Audio problem on 64 bit machines

Audio does not play at all on 64 bit machines with juce demo app.
OS Windows XP 64 bit OS
Could u give a solution to the problem

I’m flattered that you think I could know what’s going wrong on your machine based on that bug report, but I’m afraid you’re overestimating my psychic powers…

Have you actually tried debugging it to find out where it fails/crashes? Are you trying to use asio or dsound?

Sorry to furnish you with in-suffient information. I was wondering if
there was 64 bit support
for JUCE audio. I have a complete application that uses Quicktime and
JUCE to play audio.
Using code similar to Audio-Panel in JUCE demo.
I am not using ASIO, using dsound itself.

While JUCE QuickTimeComponent plays the wav files properly, Using
JUCE “AudioDeviceManager” does not
produce any sound.

The reason I am using JUCE “AudioDeviceManager” is to play ogg files.
(since Quicktime natively
does not play ogg files).

PS:This happens only on machines runnning Win-XP x64.
On 32 bit machines app runs perfectly.

Has any one else faced similar problems?

Many Thanks

Ok, but it could be failing in any one of a thousand places - does it actually open the audio device? Have you traced into the code to see how far it gets and what dsound’s error was? Maybe it’s not parsing the ogg file correctly for some reason?..

I can’t think of any reason why dsound would behave differently on a 64-bit machine.
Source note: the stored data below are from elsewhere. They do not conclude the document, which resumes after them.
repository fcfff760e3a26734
//! Shared HTTP building blocks: response envelope, error mapping, extractors

mod error;
mod validated_json;

pub use error::ApiError;
pub use validated_json::{ValidatedJson, ValidatedJsonRejection};

use serde::{Deserialize, Serialize};
use utoipa::ToSchema;

/// Standard API response envelope
///
/// Success: `{"success": true, "data": {...}}`,
/// failure: `{"success": false, "data": null, "error": "description"}`.
#[derive(Debug, Serialize, Deserialize, ToSchema)]
pub struct ApiResponse<T> {
    pub success: bool,
    pub data: Option<T>,
    #[serde(skip_serializing_if = "Option::is_none")]
    pub error: Option<String>,
}

impl<T> ApiResponse<T> {
    pub fn success(data: T) -> Self {
        Self {
            success: true,
            data: Some(data),
            error: None,
        }
    }

    pub fn error(message: impl Into<String>) -> Self {
        Self {
            success: false,
            data: None,
            error: Some(message.into()),
        }
    }
}
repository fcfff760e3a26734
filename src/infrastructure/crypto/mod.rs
//! Password hashing and token signing

pub mod jwt;
pub mod password;

pub use jwt::{IssuedToken, JwtConfig, TokenClaims, TokenIssuer};
pub use password::PasswordHasher;
/// Named authorization tag
#[derive(Clone, Debug, PartialEq, Eq)]
pub struct Role {
    pub id: String,
    pub name: String,
}

/// Role required for privileged user lookups
pub const ADMIN_ROLE: &str = "Admin";
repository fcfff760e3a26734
pub mod http;
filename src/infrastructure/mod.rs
//! Infrastructure layer - external concerns

pub mod crypto;
pub mod database;
pub mod storage;

pub use database::{init_database, DatabaseConfig};
pub use storage::InMemoryStorage;
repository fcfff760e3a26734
//! Create roles table

use sea_orm_migration::prelude::*;

#[derive(DeriveMigrationName)]
pub struct Migration;

#[async_trait::async_trait]
impl MigrationTrait for Migration {
    async fn up(&self, manager: &SchemaManager) -> Result<(), DbErr> {
        manager
            .create_table(
                Table::create()
                    .table(Roles::Table)
                    .if_not_exists()
                    .col(ColumnDef::new(Roles::Id).string().not_null().primary_key())
                    .col(
                        ColumnDef::new(Roles::Name)
                            .string_len(256)
                            .not_null()
                            .unique_key(),
                    )
                    .to_owned(),
            )
            .await
    }

    async fn down(&self, manager: &SchemaManager) -> Result<(), DbErr> {
        manager
            .drop_table(Table::drop().table(Roles::Table).to_owned())
            .await
    }
}

#[derive(Iden)]
pub enum Roles {
    Table,
    Id,
    Name,
}
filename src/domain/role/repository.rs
use async_trait::async_trait;

use super::Role;
use crate::support::IdentityResult;

/// Associates users with named roles.
#[async_trait]
pub trait RoleAssigner: Send + Sync {
    /// Create the role if it does not exist yet and return it.
    async fn ensure_role(&self, name: &str) -> IdentityResult<Role>;

    async fn role_exists(&self, name: &str) -> IdentityResult<bool>;

    /// Link `role` to the user. Assigning a role the user already has is a no-op.
    ///
    /// Fails `NotFound` for an unknown user and `ValidationFailed` for an
    /// unknown role.
    async fn assign_role(&self, user_id: &str, role: &str) -> IdentityResult<()>;
}
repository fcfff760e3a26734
use async_trait::async_trait;
use chrono::Utc;
use sea_orm::prelude::Expr;
use sea_orm::{
    ActiveModelTrait, ColumnTrait, DatabaseConnection, EntityTrait, QueryFilter, Set,
};
use tracing::info;

use super::is_unique_violation;
use crate::domain::{IdentityError, IdentityResult, Role, RoleAssigner};
use crate::infrastructure::database::entities::{role, user, user_role};

pub struct RoleRepository {
    db: DatabaseConnection,
}

impl RoleRepository {
    pub fn new(db: DatabaseConnection) -> Self {
        Self { db }
    }

    async fn find_by_name(&self, name: &str) -> IdentityResult<Option<role::Model>> {
        Ok(role::Entity::find()
            .filter(role::Column::Name.eq(name))
            .one(&self.db)
            .await?)
    }
}

fn role_model_to_domain(model: role::Model) -> Role {
    Role {
        id: model.id,
        name: model.name,
    }
}

#[async_trait]
impl RoleAssigner for RoleRepository {
    async fn ensure_role(&self, name: &str) -> IdentityResult<Role> {
        if let Some(existing) = self.find_by_name(name).await? {
            return Ok(role_model_to_domain(existing));
        }

        let inserted = role::ActiveModel {
            id: Set(uuid::Uuid::new_v4().to_string()),
            name: Set(name.to_string()),
        }
        .insert(&self.db)
        .await;

        match inserted {
            Ok(model) => {
                info!(role = %model.name, "Role created");
                Ok(role_model_to_domain(model))
            }
            // Created concurrently by someone else
            Err(e) if is_unique_violation(&e) => self
                .find_by_name(name)
                .await?
                .map(role_model_to_domain)
                .ok_or_else(|| e.into()),
            Err(e) => Err(e.into()),
        }
    }

    async fn role_exists(&self, name: &str) -> IdentityResult<bool> {
        Ok(self.find_by_name(name).await?.is_some())
    }

    async fn assign_role(&self, user_id: &str, role_name: &str) -> IdentityResult<()> {
        if user::Entity::find_by_id(user_id).one(&self.db).await?.is_none() {
            return Err(IdentityError::user_not_found(user_id));
        }

        let Some(role) = self.find_by_name(role_name).await? else {
            return Err(IdentityError::ValidationFailed(format!(
                "Unknown role(s): {}",
                role_name
            )));
        };

        let existing = user_role::Entity::find_by_id((user_id.to_string(), role.id.clone()))
            .one(&self.db)
            .await?;
        if existing.is_some() {
            return Ok(());
        }

        let link = user_role::ActiveModel {
            user_id: Set(user_id.to_string()),
            role_id: Set(role.id),
        };
        match user_role::Entity::insert(link)
            .exec_without_returning(&self.db)
            .await
        {
            Ok(_) => {}
            Err(e) if is_unique_violation(&e) => return Ok(()),
            Err(e) => return Err(e.into()),
        }

        user::Entity::update_many()
            .col_expr(user::Column::UpdatedAt, Expr::value(Utc::now()))
            .filter(user::Column::Id.eq(user_id))
            .exec(&self.db)
            .await?;

        info!(user_id, role = %role.name, "Role assigned");
        Ok(())
    }
}

#[cfg(test)]
mod tests {
    use sea_orm::PaginatorTrait;
    use sea_orm_migration::MigratorTrait;

    use super::*;
    use crate::domain::{CreateUserDto, CredentialStore};
    use crate::infrastructure::database::migrator::Migrator;
    use crate::infrastructure::database::{init_database, DatabaseConfig, UserRepository};

    async fn setup() -> DatabaseConnection {
        let db = init_database(&DatabaseConfig::in_memory()).await.unwrap();
        Migrator::up(&db, None).await.unwrap();
        db
    }

    async fn create_user(db: &DatabaseConnection) -> String {
        UserRepository::new(db.clone())
            .create_user(CreateUserDto {
                username: "carol".to_string(),
                email: "carol@example.com".to_string(),
                full_name: "Carol".to_string(),
                age: 41,
                password_hash: "hash".to_string(),
                roles: vec![],
            })
            .await
            .unwrap()
            .id
    }

    #[tokio::test]
    async fn ensure_role_is_idempotent() {
        let repo = RoleRepository::new(setup().await);

        let first = repo.ensure_role("Admin").await.unwrap();
        let second = repo.ensure_role("Admin").await.unwrap();
        assert_eq!(first, second);
        assert_eq!(role::Entity::find().count(&repo.db).await.unwrap(), 1);
        assert!(repo.role_exists("Admin").await.unwrap());
        assert!(!repo.role_exists("admin").await.unwrap());
    }

    #[tokio::test]
    async fn assign_role_links_user() {
        let db = setup().await;
        let repo = RoleRepository::new(db.clone());
        repo.ensure_role("Admin").await.unwrap();
        let user_id = create_user(&db).await;

        repo.assign_role(&user_id, "Admin").await.unwrap();
        // second assignment is a no-op
        repo.assign_role(&user_id, "Admin").await.unwrap();

        let user = UserRepository::new(db)
            .get_user_by_id(&user_id)
            .await
            .unwrap()
            .unwrap();
        assert_eq!(user.role_list(), vec!["Admin"]);
    }

    #[tokio::test]
    async fn assign_role_to_unknown_user_is_not_found() {
        let repo = RoleRepository::new(setup().await);
        repo.ensure_role("Admin").await.unwrap();

        let err = repo.assign_role("missing", "Admin").await.unwrap_err();
        assert!(matches!(err, IdentityError::NotFound { .. }));
    }

    #[tokio::test]
    async fn assign_unknown_role_fails_validation() {
        let db = setup().await;
        let repo = RoleRepository::new(db.clone());
        let user_id = create_user(&db).await;

        let err = repo.assign_role(&user_id, "Ghost").await.unwrap_err();
        assert!(matches!(err, IdentityError::ValidationFailed(_)));
    }
}
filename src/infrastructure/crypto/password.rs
//! Password hashing utilities

use bcrypt::{hash, verify};

/// bcrypt hasher with a configurable work factor.
///
/// Keeps a hash of a throwaway password so that a login for an unknown
/// account can spend the same verification time as a real one.
#[derive(Clone)]
pub struct PasswordHasher {
    cost: u32,
    dummy_hash: String,
}

impl PasswordHasher {
    pub fn new(cost: u32) -> Result<Self, bcrypt::BcryptError> {
        let dummy_hash = hash("identity-service-timing-guard", cost)?;
        Ok(Self { cost, dummy_hash })
    }

    /// Hash a password using bcrypt
    pub fn hash_password(&self, password: &str) -> Result<String, bcrypt::BcryptError> {
        hash(password, self.cost)
    }

    /// Verify a password against a hash
    pub fn verify_password(&self, password: &str, hash: &str) -> Result<bool, bcrypt::BcryptError> {
        verify(password, hash)
    }

    /// Burn one verification against the throwaway hash.
    pub fn verify_dummy(&self, password: &str) {
        let _ = verify(password, &self.dummy_hash);
    }
}
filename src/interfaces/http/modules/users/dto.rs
//! Users DTOs

use chrono::{DateTime, Utc};
use serde::{Deserialize, Serialize};
use utoipa::ToSchema;
use validator::Validate;

use crate::application::{AuthResult, RegisterUserCommand};
use crate::domain::User;

/// Registration body. Field names follow the public camelCase contract.
#[derive(Debug, Deserialize, Validate, ToSchema)]
#[serde(rename_all = "camelCase")]
pub struct RegistrationRequest {
    #[validate(length(min = 1, max = 256, message = "full name is required"))]
    #[schema(example = "Ada Lovelace")]
    pub full_name: String,
    #[validate(length(min = 3, max = 50, message = "must be 3-50 characters"))]
    #[schema(example = "ada")]
    pub user_name: String,
    #[validate(email(message = "invalid email format"))]
    #[schema(example = "ada@example.com")]
    pub email: String,
    #[validate(range(max = 150, message = "must be at most 150"))]
    pub age: u32,
    #[validate(length(min = 6, max = 128, message = "must be 6-128 characters"))]
    pub password: String,
    #[validate(length(min = 1, message = "confirm password is required"))]
    pub confirm_password: String,
    #[serde(default)]
    #[schema(example = json!(["User"]))]
    pub roles: Vec<String>,
}

impl From<RegistrationRequest> for RegisterUserCommand {
    fn from(req: RegistrationRequest) -> Self {
        Self {
            full_name: req.full_name,
            username: req.user_name,
            email: req.email,
            age: req.age,
            password: req.password,
            confirm_password: req.confirm_password,
            roles: req.roles,
        }
    }
}

#[derive(Debug, Deserialize, Validate, ToSchema)]
pub struct LoginRequest {
    #[validate(email(message = "invalid email format"))]
    #[schema(example = "ada@example.com")]
    pub email: String,
    #[validate(length(min = 1, message = "password is required"))]
    pub password: String,
}

#[derive(Debug, Deserialize, Validate, ToSchema)]
pub struct AssignRoleRequest {
    #[validate(length(min = 1, max = 64, message = "role name is required"))]
    #[schema(example = "Admin")]
    pub role: String,
}

/// Public view of a user; the password hash never leaves the service.
#[derive(Debug, Serialize, Deserialize, ToSchema)]
pub struct UserDto {
    pub id: String,
    pub username: String,
    pub email: String,
    pub full_name: String,
    pub age: u32,
    pub roles: Vec<String>,
    pub created_at: DateTime<Utc>,
    pub updated_at: DateTime<Utc>,
}

impl From<User> for UserDto {
    fn from(u: User) -> Self {
        let roles = u.role_list();
        Self {
            id: u.id,
            username: u.username,
            email: u.email,
            full_name: u.full_name,
            age: u.age,
            roles,
            created_at: u.created_at,
            updated_at: u.updated_at,
        }
    }
}

/// Token payload returned by both registration and login
#[derive(Debug, Serialize, Deserialize, ToSchema)]
pub struct AuthResponse {
    pub token: String,
    pub token_type: String,
    /// Seconds until the token expires
    pub expires_in: i64,
    pub user: UserDto,
}

impl From<AuthResult> for AuthResponse {
    fn from(r: AuthResult) -> Self {
        Self {
            token: r.token,
            token_type: r.token_type,
            expires_in: r.expires_in,
            user: r.user.into(),
        }
    }
}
Could just be your drivers failing to handle multiple streams at once or something like that.

I debugged the code trying to figure out the problem and I found that when AudioBufferSize is 960 which is the default value in the Juce Demo App Audio does not play properly on 64bit Machine while it place perfectly on a 32 bit machine
But when I increase the AudioBufferSize to 1920 it plays perfectly on both platforms.Couldnt quite figure out the reason as yet.Did not see any errors in dSound as well.Do u have an insight into this.

Thanks

It sounds like just a driver idiosyncrasy.

It’s nothing to do with being 32 or 64 bits - I’ve often heard about lousy drivers that work better at some buffer sizes than others.

Hi Jules,
Even I am facing the same problem.
My question is simple… How do you select a Audio buffer size that will work fine on all/most of the sound driver?
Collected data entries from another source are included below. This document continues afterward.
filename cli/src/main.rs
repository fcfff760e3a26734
//! Identity service CLI server
//!
//! ```sh
//! # Run with default config (~/.config/identity-service/config.toml)
//! identity-cli
//!
//! # Custom config path and port
//! identity-cli --config /etc/identity-service/config.toml --api-port 9090
//!
//! # Validate config without starting
//! identity-cli --check
//! ```

use std::path::PathBuf;

use clap::Parser;
use tracing::{error, info};

use identity_service::config::{AppConfig, CONFIG_ENV_VAR};
use identity_service::server::{init_tracing, ServerHandle, ServerOptions};

/// User registration and login service issuing JWT bearer tokens.
#[derive(Parser, Debug)]
#[command(
    name = "identity-cli",
    version,
    about = "User registration, login and role management over HTTP",
    long_about = "Identity service: REST API for registering users, signing them in \
                  with JWT bearer tokens and managing their roles.\n\n\
                  Default config: ~/.config/identity-service/config.toml"
)]
struct Cli {
    /// Path to the configuration file (TOML).
    #[arg(short, long, env = CONFIG_ENV_VAR)]
    config: Option<PathBuf>,

    /// Override the REST API listen port.
    #[arg(long)]
    api_port: Option<u16>,

    /// Override the log level (trace, debug, info, warn, error).
    #[arg(short, long)]
    log_level: Option<String>,

    /// Validate the configuration file and exit without starting the server.
    #[arg(long)]
    check: bool,

    /// Skip database migrations on startup.
    #[arg(long)]
    no_migrate: bool,

    /// Skip creating the default admin user.
    #[arg(long)]
    no_admin: bool,
}

#[tokio::main]
async fn main() -> Result<(), Box<dyn std::error::Error>> {
    let cli = Cli::parse();

    let config_path = cli
        .config
        .unwrap_or_else(identity_service::default_config_path);

    let loaded = AppConfig::load(&config_path);
    if cli.check {
        // --check reports a broken file instead of falling back to defaults
        let mut config = loaded?;
        apply_overrides(&mut config, cli.api_port, cli.log_level.as_deref());
        print_summary(&config_path, &config);
        return Ok(());
    }

    let (mut config, load_error) = match loaded {
        Ok(cfg) => (cfg, None),
        Err(e) => (AppConfig::default(), Some(e)),
    };
    apply_overrides(&mut config, cli.api_port, cli.log_level.as_deref());

    init_tracing(&config);
    match load_error {
        None => info!("Configuration loaded from {}", config_path.display()),
        Some(e) => {
            error!("Failed to load config from {}: {}", config_path.display(), e);
            error!("Using default configuration.");
        }
    }

    let handle = ServerHandle::start(ServerOptions {
        config,
        auto_migrate: !cli.no_migrate,
        create_default_admin: !cli.no_admin,
    })
    .await?;

    handle.install_signal_handler();
    info!("Press Ctrl+C to shutdown gracefully.");

    handle.shutdown_signal().wait().await;
    handle.wait().await;

    Ok(())
}

fn apply_overrides(config: &mut AppConfig, api_port: Option<u16>, log_level: Option<&str>) {
    if let Some(port) = api_port {
        config.server.api_port = port;
    }
    if let Some(level) = log_level {
        config.logging.level = level.to_string();
    }
}

fn print_summary(path: &std::path::Path, config: &AppConfig) {
    println!("Configuration is valid");
    println!("   Config file : {}", path.display());
    println!("   API address : {}", config.api_address());
    println!("   Database    : {}", config.database.url);
    println!("   Roles       : {}", config.roles.seed.join(", "));
    let admin = if config.admin.enabled {
        config.admin.email.as_str()
    } else {
        "disabled"
    };
    println!("   Admin       : {}", admin);
    println!("   Log level   : {}", config.logging.level);
}

#[cfg(test)]
mod tests {
    use super::*;

    #[test]
    fn flags_parse_and_override() {
        let cli = Cli::parse_from(["identity-cli", "--api-port", "9090", "-l", "debug", "--no-admin"]);
        assert!(cli.no_admin);
        assert!(!cli.no_migrate);

        let mut config = AppConfig::default();
        apply_overrides(&mut config, cli.api_port, cli.log_level.as_deref());
        assert_eq!(config.server.api_port, 9090);
        assert_eq!(config.logging.level, "debug");
    }
}
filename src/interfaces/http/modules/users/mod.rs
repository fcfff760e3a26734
//! Users module: registration, login, listing and role administration

pub mod dto;
pub mod handlers;

pub use dto::*;
pub use handlers::*;
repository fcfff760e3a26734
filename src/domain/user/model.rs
use std::collections::BTreeSet;

use chrono::{DateTime, Utc};

/// User identity record
#[derive(Clone, Debug)]
pub struct User {
    pub id: String,
    pub username: String,
    pub email: String,
    pub full_name: String,
    pub age: u32,
    /// bcrypt hash; never leaves the service
    pub password_hash: String,
    pub roles: BTreeSet<String>,
    pub created_at: DateTime<Utc>,
    pub updated_at: DateTime<Utc>,
}

impl User {
    pub fn has_role(&self, role: &str) -> bool {
        self.roles.contains(role)
    }

    pub fn role_list(&self) -> Vec<String> {
        self.roles.iter().cloned().collect()
    }
}

/// Canonical email used for storage and lookups, so uniqueness and login
/// ignore letter case.
pub fn normalize_email(email: &str) -> String {
    email.trim().to_lowercase()
}

/// Canonical username used for storage and lookups.
pub fn normalize_username(username: &str) -> String {
    username.trim().to_lowercase()
}
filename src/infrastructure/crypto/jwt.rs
//! JWT token handling

use chrono::{Duration, Utc};
use jsonwebtoken::{decode, encode, DecodingKey, EncodingKey, Header, Validation};
use serde::{Deserialize, Serialize};

use crate::domain::{User, ADMIN_ROLE};

/// JWT configuration
#[derive(Clone)]
pub struct JwtConfig {
    /// Secret key for signing tokens
    pub secret: String,
    /// Token expiration time in hours
    pub expiration_hours: i64,
    /// Issuer claim
    pub issuer: String,
}

/// JWT claims
#[derive(Debug, Serialize, Deserialize, Clone)]
pub struct TokenClaims {
    /// Subject (user ID)
    pub sub: String,
    pub username: String,
    pub email: String,
    /// Role names held by the user when the token was issued
    #[serde(default)]
    pub roles: Vec<String>,
    /// Expiration time (Unix timestamp)
    pub exp: i64,
    /// Issued at (Unix timestamp)
    pub iat: i64,
    pub iss: String,
}

impl TokenClaims {
    pub fn for_user(user: &User, config: &JwtConfig) -> Self {
        let now = Utc::now();
        let exp = now + Duration::hours(config.expiration_hours);

        Self {
            sub: user.id.clone(),
            username: user.username.clone(),
            email: user.email.clone(),
            roles: user.role_list(),
            exp: exp.timestamp(),
            iat: now.timestamp(),
            iss: config.issuer.clone(),
        }
    }

    pub fn is_expired(&self) -> bool {
        Utc::now().timestamp() > self.exp
    }

    pub fn has_role(&self, role: &str) -> bool {
        self.roles.iter().any(|r| r == role)
    }

    pub fn is_admin(&self) -> bool {
        self.has_role(ADMIN_ROLE)
    }
}

/// A freshly signed token together with its lifetime
#[derive(Debug, Clone)]
pub struct IssuedToken {
    pub token: String,
    pub token_type: String,
    pub expires_in: i64,
    pub claims: TokenClaims,
}

/// Signs and verifies HS256 bearer tokens. Tokens are stateless: nothing is
/// stored server-side and every request is verified against the secret.
#[derive(Clone)]
pub struct TokenIssuer {
    config: JwtConfig,
    encoding: EncodingKey,
    decoding: DecodingKey,
}

impl TokenIssuer {
    pub fn new(config: JwtConfig) -> Self {
        let encoding = EncodingKey::from_secret(config.secret.as_bytes());
        let decoding = DecodingKey::from_secret(config.secret.as_bytes());
        Self {
            config,
            encoding,
            decoding,
        }
    }

    pub fn config(&self) -> &JwtConfig {
        &self.config
    }

    pub fn issue(&self, user: &User) -> Result<IssuedToken, jsonwebtoken::errors::Error> {
        let claims = TokenClaims::for_user(user, &self.config);
        let token = encode(&Header::default(), &claims, &self.encoding)?;

        Ok(IssuedToken {
            token,
            token_type: "Bearer".to_string(),
            expires_in: self.config.expiration_hours * 3600,
            claims,
        })
    }

    /// Verify signature, issuer and expiry, returning the embedded claims.
    pub fn verify(&self, token: &str) -> Result<TokenClaims, jsonwebtoken::errors::Error> {
        let mut validation = Validation::default();
        validation.set_issuer(&[&self.config.issuer]);

        let token_data = decode::<TokenClaims>(token, &self.decoding, &validation)?;
        Ok(token_data.claims)
    }
}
My app plays sound in some machines and on some it does not.

All I want to do is play music files, the way you do it in the audio Demo.
I dont want to confuse my users, by throwing them a comobo-box and asking them to choose the audio buffer size.

Any Solution, Ideas?

Many Thanks,
Yogesh Kini

As far as I know, there’s no way with DSound of finding out the best size. If anyone does know a trick to do this, please let me know!

Well, with Vista, your sound will be up/down sampled depending on the control panel settings, regardless of what you try to set it to, so it may be higher or lower then what you want…

Not to mention that in Vista, DirectSound is no longer hardware accelerated, at all, use OpenAl or ASIO or something else low level for that now.